Potwierdzenie tych słów znajdziemy w liczbach. Może i w sierpniu było o 15 mln graczy mniej niż w lipcu, to w jednak całym trzecim kwartale tego roku aż 45 proc. czasu amerykańscy gracze poświęcili na Pokemon Go. Resztę przeznaczyli na… 19 innych gier. Z Pokemon Go na Androidzie wciąż trudno konkurować.
Pokemon Go już doczekało się specjalnych gadżetów, w tym opaski. Mobilny hit ożywił modę na pokemony. W planach jest nawet film i choć nie będzie bazować na Pokemon Go, to i tak ma związek z sukcesem gry. Marka znowu jest na ustach wszystkich, co na pewno cieszy Nintendo. W końcu kolejne odsłony, wydawane na konsolach, mogą sprzedawać się jeszcze lepiej.

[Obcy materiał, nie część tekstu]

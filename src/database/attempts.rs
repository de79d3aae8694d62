// ABOUTME: Append-only logs of pre-test, lesson quiz and final assessment attempts
// ABOUTME: Final attempts are counted per assessment cycle; cycles open on retake or retraining
//
// SPDX-License-Identifier: MIT OR Apache-2.0
// Copyright (c) 2025 Pierre Fitness Intelligence

use crate::errors::{AppError, AppResult};
use chrono::Utc;
use lms_core::models::{ScoreSummary, TenantId};
use serde::Serialize;
use sqlx::SqliteConnection;
use std::fmt;
use uuid::Uuid;

/// Why a new assessment cycle was opened
#[derive(Debug, Clone, Copy, PartialEq, Eq, Serialize)]
#[serde(rename_all = "snake_case")]
pub enum CycleReason {
    /// Learner re-completed the course after exhausting attempts
    Retake,
    /// Administrator-initiated retraining
    Retraining,
}

impl CycleReason {
    /// Convert to database string representation
    #[must_use]
    pub const fn as_str(&self) -> &'static str {
        match self {
            Self::Retake => "retake",
            Self::Retraining => "retraining",
        }
    }
}

impl fmt::Display for CycleReason {
    fn fmt(&self, f: &mut fmt::Formatter<'_>) -> fmt::Result {
        f.write_str(self.as_str())
    }
}

/// Who and what an attempt row is about
#[derive(Debug, Clone, Copy)]
pub struct AttemptSubject {
    /// Site of the course
    pub tenant_id: TenantId,
    /// Learner
    pub user_id: Uuid,
    /// Course
    pub course_id: Uuid,
}

/// Attempt log operations; every write happens inside a submission transaction
pub struct AttemptManager;

impl AttemptManager {
    /// Append a lesson quiz attempt
    ///
    /// # Errors
    ///
    /// Returns an error if a database operation fails
    pub async fn record_quiz_attempt_in(
        conn: &mut SqliteConnection,
        subject: AttemptSubject,
        lesson_id: Uuid,
        summary: &ScoreSummary,
    ) -> AppResult<()> {
        sqlx::query(
            r"
            INSERT INTO quiz_attempts
                (id, tenant_id, user_id, course_id, lesson_id, score, total, created_at)
            VALUES ($1, $2, $3, $4, $5, $6, $7, $8)
            ",
        )
        .bind(Uuid::new_v4().to_string())
        .bind(subject.tenant_id.to_string())
        .bind(subject.user_id.to_string())
        .bind(subject.course_id.to_string())
        .bind(lesson_id.to_string())
        .bind(i64::from(summary.score))
        .bind(i64::from(summary.total))
        .bind(Utc::now().to_rfc3339())
        .execute(&mut *conn)
        .await
        .map_err(|e| AppError::database(format!("Failed to record quiz attempt: {e}")))?;
        Ok(())
    }

    /// Whether the learner already took the course's pre-test
    ///
    /// # Errors
    ///
    /// Returns an error if a database operation fails
    pub async fn has_pre_test_attempt_in(
        conn: &mut SqliteConnection,
        user_id: Uuid,
        course_id: Uuid,
    ) -> AppResult<bool> {
        let count: i64 = sqlx::query_scalar(
            "SELECT COUNT(*) FROM pre_test_attempts WHERE user_id = $1 AND course_id = $2",
        )
        .bind(user_id.to_string())
        .bind(course_id.to_string())
        .fetch_one(&mut *conn)
        .await
        .map_err(|e| AppError::database(format!("Failed to check pre-test attempts: {e}")))?;
        Ok(count > 0)
    }

    /// Append the single pre-test attempt
    ///
    /// # Errors
    ///
    /// Returns a conflict if an attempt already exists
    pub async fn record_pre_test_attempt_in(
        conn: &mut SqliteConnection,
        subject: AttemptSubject,
        summary: &ScoreSummary,
        passed: bool,
    ) -> AppResult<()> {
        sqlx::query(
            r"
            INSERT INTO pre_test_attempts
                (id, tenant_id, user_id, course_id, score, total, passed, created_at)
            VALUES ($1, $2, $3, $4, $5, $6, $7, $8)
            ",
        )
        .bind(Uuid::new_v4().to_string())
        .bind(subject.tenant_id.to_string())
        .bind(subject.user_id.to_string())
        .bind(subject.course_id.to_string())
        .bind(i64::from(summary.score))
        .bind(i64::from(summary.total))
        .bind(passed)
        .bind(Utc::now().to_rfc3339())
        .execute(&mut *conn)
        .await
        .map_err(|e| {
            if super::is_unique_violation(&e, None) {
                AppError::conflict("Pre-test already submitted")
            } else {
                AppError::database(format!("Failed to record pre-test attempt: {e}"))
            }
        })?;
        Ok(())
    }

    /// Current assessment cycle (0 until a retake or retraining opens one)
    ///
    /// # Errors
    ///
    /// Returns an error if a database operation fails
    pub async fn current_cycle_in(
        conn: &mut SqliteConnection,
        user_id: Uuid,
        course_id: Uuid,
    ) -> AppResult<u32> {
        let cycle: Option<i64> = sqlx::query_scalar(
            "SELECT MAX(cycle) FROM assessment_cycles WHERE user_id = $1 AND course_id = $2",
        )
        .bind(user_id.to_string())
        .bind(course_id.to_string())
        .fetch_one(&mut *conn)
        .await
        .map_err(|e| AppError::database(format!("Failed to read assessment cycle: {e}")))?;

        cycle.map_or(Ok(0), |c| {
            u32::try_from(c).map_err(|_| AppError::integrity(format!("Invalid stored cycle {c}")))
        })
    }

    /// Open the next assessment cycle and return its number
    ///
    /// # Errors
    ///
    /// Returns an error if a database operation fails
    pub async fn start_cycle_in(
        conn: &mut SqliteConnection,
        user_id: Uuid,
        course_id: Uuid,
        reason: CycleReason,
    ) -> AppResult<u32> {
        let next = Self::current_cycle_in(conn, user_id, course_id).await? + 1;
        sqlx::query(
            r"
            INSERT INTO assessment_cycles (user_id, course_id, cycle, started_at, reason)
            VALUES ($1, $2, $3, $4, $5)
            ",
        )
        .bind(user_id.to_string())
        .bind(course_id.to_string())
        .bind(i64::from(next))
        .bind(Utc::now().to_rfc3339())
        .bind(reason.as_str())
        .execute(&mut *conn)
        .await
        .map_err(|e| AppError::database(format!("Failed to open assessment cycle: {e}")))?;
        Ok(next)
    }

    /// Final assessment attempts made in a cycle
    ///
    /// # Errors
    ///
    /// Returns an error if a database operation fails
    pub async fn count_final_attempts_in(
        conn: &mut SqliteConnection,
        user_id: Uuid,
        course_id: Uuid,
        cycle: u32,
    ) -> AppResult<u32> {
        let count: i64 = sqlx::query_scalar(
            r"
            SELECT COUNT(*) FROM final_assessment_attempts
            WHERE user_id = $1 AND course_id = $2 AND cycle = $3
            ",
        )
        .bind(user_id.to_string())
        .bind(course_id.to_string())
        .bind(i64::from(cycle))
        .fetch_one(&mut *conn)
        .await
        .map_err(|e| AppError::database(format!("Failed to count final attempts: {e}")))?;

        Ok(u32::try_from(count).unwrap_or(u32::MAX))
    }

    /// Append a final assessment attempt
    ///
    /// # Errors
    ///
    /// Returns an error if a database operation fails
    pub async fn record_final_attempt_in(
        conn: &mut SqliteConnection,
        subject: AttemptSubject,
        cycle: u32,
        summary: &ScoreSummary,
        passed: bool,
    ) -> AppResult<()> {
        sqlx::query(
            r"
            INSERT INTO final_assessment_attempts
                (id, tenant_id, user_id, course_id, cycle, score, total, passed, created_at)
            VALUES ($1, $2, $3, $4, $5, $6, $7, $8, $9)
            ",
        )
        .bind(Uuid::new_v4().to_string())
        .bind(subject.tenant_id.to_string())
        .bind(subject.user_id.to_string())
        .bind(subject.course_id.to_string())
        .bind(i64::from(cycle))
        .bind(i64::from(summary.score))
        .bind(i64::from(summary.total))
        .bind(passed)
        .bind(Utc::now().to_rfc3339())
        .execute(&mut *conn)
        .await
        .map_err(|e| AppError::database(format!("Failed to record final attempt: {e}")))?;
        Ok(())
    }
}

Co dalej? Porażkę Pokemon Go wieszczy się, bo w pamięci ma się inny mobilny hit, Angry Birds. W 2015, sześć lat po premierze pierwszej części serii, studio Rovio zmuszone było zwalniać swoich pracowników. Twórcy się pogubili, czego efektem były nie zawsze udane eksperymenty - kolejne części wykorzystywały “wściekłe ptaki”, ale daleko im było do oryginału. Angry Birds stało się jednak komercyjnym symbolem, a film, który do kin trafił w tym roku, bardzo szybko zarobił 150 mln dolarów. Choćby to świadczy o tym, że Pokemon Go nie zginie - w końcu stworki mają znacznie dłuższą historię i fanów znających markę od dawna. Ale Pokemon Go ma jeszcze jedną przewagę - w odróżnieniu od innych mobilnych hitów, wykorzystuje rozszerzoną rzeczywistość. O ile w smartfonowych grach pomysł na rozgrywkę szybko może znudzić - czego Angry Birds jest zresztą doskonałym przykładem - tak AR daje mnóstwo możliwości. Niantic ma więc jeszcze wiele asów w rękawie i choćby dlatego nie warto skreślać tego tytułu. Wciąż olbrzymia baza użytkowników, znana marka i sporo pomysłów na wykorzystanie rozszerzonej rzeczywistości - to sprawi, że Pokemon Go może szybko odzyskać starych graczy i pozyskać nowych.